EXERCISE PROMPT - Extract precisely the lines of the entries below, from the first line through the line containing "and hub administration".

MATERIAL PROVIDED -
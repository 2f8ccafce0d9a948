//! Vocabulary words: in-process pseudo-actors
//!
//! A vocabulary word is addressed exactly like a remote actor but handled
//! inside the hub: permission management (`perms`), keyword cache lookup
//! (`keys`), operator messaging (`msg`), and hub administration (`hub`).
//! Words are resolved from a registry built once at startup; swapping an
//! entry swaps the behavior.
//!
//! A handler returns the replies to fan out; returning an error converts to
//! a failing terminal reply carrying the error text, so a handler bug can
//! never take the hub down.

pub mod hubctl;
pub mod keys;
pub mod msg;
pub mod perms;

use std::collections::HashMap;

use crate::hub::state::HubState;
use crate::msg::{Command, Reply};

/// Error from a vocabulary word handler; becomes a failing reply
#[derive(Debug, Clone)]
pub struct WordError(pub String);

impl WordError {
    /// Build from anything displayable
    pub fn new(msg: impl Into<String>) -> Self {
        Self(msg.into())
    }
}

impl std::fmt::Display for WordError {
    fn fmt(&self, f: &mut std::fmt::Formatter<'_>) -> std::fmt::Result {
        write!(f, "{}", self.0)
    }
}

impl std::error::Error for WordError {}

/// One in-process command handler
pub trait PseudoActor: Send {
    /// Name the word is addressed by
    fn name(&self) -> &'static str;

    /// Handle one command, returning the replies to fan out. The final
    /// reply is expected to carry a terminal flag.
    fn handle(&self, state: &mut HubState, cmd: &Command) -> Result<Vec<Reply>, WordError>;
}

/// Registry of vocabulary words, resolved at startup
pub struct Vocabulary {
    words: HashMap<String, Box<dyn PseudoActor>>,
}

impl Vocabulary {
    /// Build an empty registry
    pub fn new() -> Self {
        Self {
            words: HashMap::new(),
        }
    }

    /// Build the standard word set
    pub fn standard() -> Self {
        let mut vocab = Self::new();
        vocab.register(Box::new(perms::PermsWord));
        vocab.register(Box::new(keys::KeysWord));
        vocab.register(Box::new(msg::MsgWord));
        vocab.register(Box::new(hubctl::HubWord));
        vocab
    }

    /// Install (or replace) one word
    pub fn register(&mut self, word: Box<dyn PseudoActor>) {
        self.words.insert(word.name().to_ascii_lowercase(), word);
    }

    /// Resolve a word by name
    pub fn get(&self, name: &str) -> Option<&dyn PseudoActor> {
        self.words
            .get(&name.to_ascii_lowercase())
            .map(|w| w.as_ref())
    }

    /// True if a word with this name exists
    pub fn contains(&self, name: &str) -> bool {
        self.words.contains_key(&name.to_ascii_lowercase())
    }

    /// Registered word names, sorted
    pub fn names(&self) -> Vec<String> {
        let mut names: Vec<String> = self.words.keys().cloned().collect();
        names.sort();
        names
    }
}

impl Default for Vocabulary {
    fn default() -> Self {
        Self::standard()
    }
}

/// Split command text into its verb and the remainder
pub fn split_verb(text: &str) -> (&str, &str) {
    let text = text.trim();
    match text.find(char::is_whitespace) {
        Some(idx) => (&text[..idx], text[idx..].trim_start()),
        None => (text, ""),
    }
}

/// Split remaining text into whitespace-separated names
pub fn name_list(text: &str) -> Vec<String> {
    text.split_whitespace().map(str::to_string).collect()
}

SOLUTION FOR THIS PROBLEM -
repository 2f8ccafce0d9a948
//! Vocabulary words: in-process pseudo-actors
//!
//! A vocabulary word is addressed exactly like a remote actor but handled
//! inside the hub: permission management (`perms`), keyword cache lookup
//! (`keys`), operator messaging (`msg`), and hub administration (`hub`).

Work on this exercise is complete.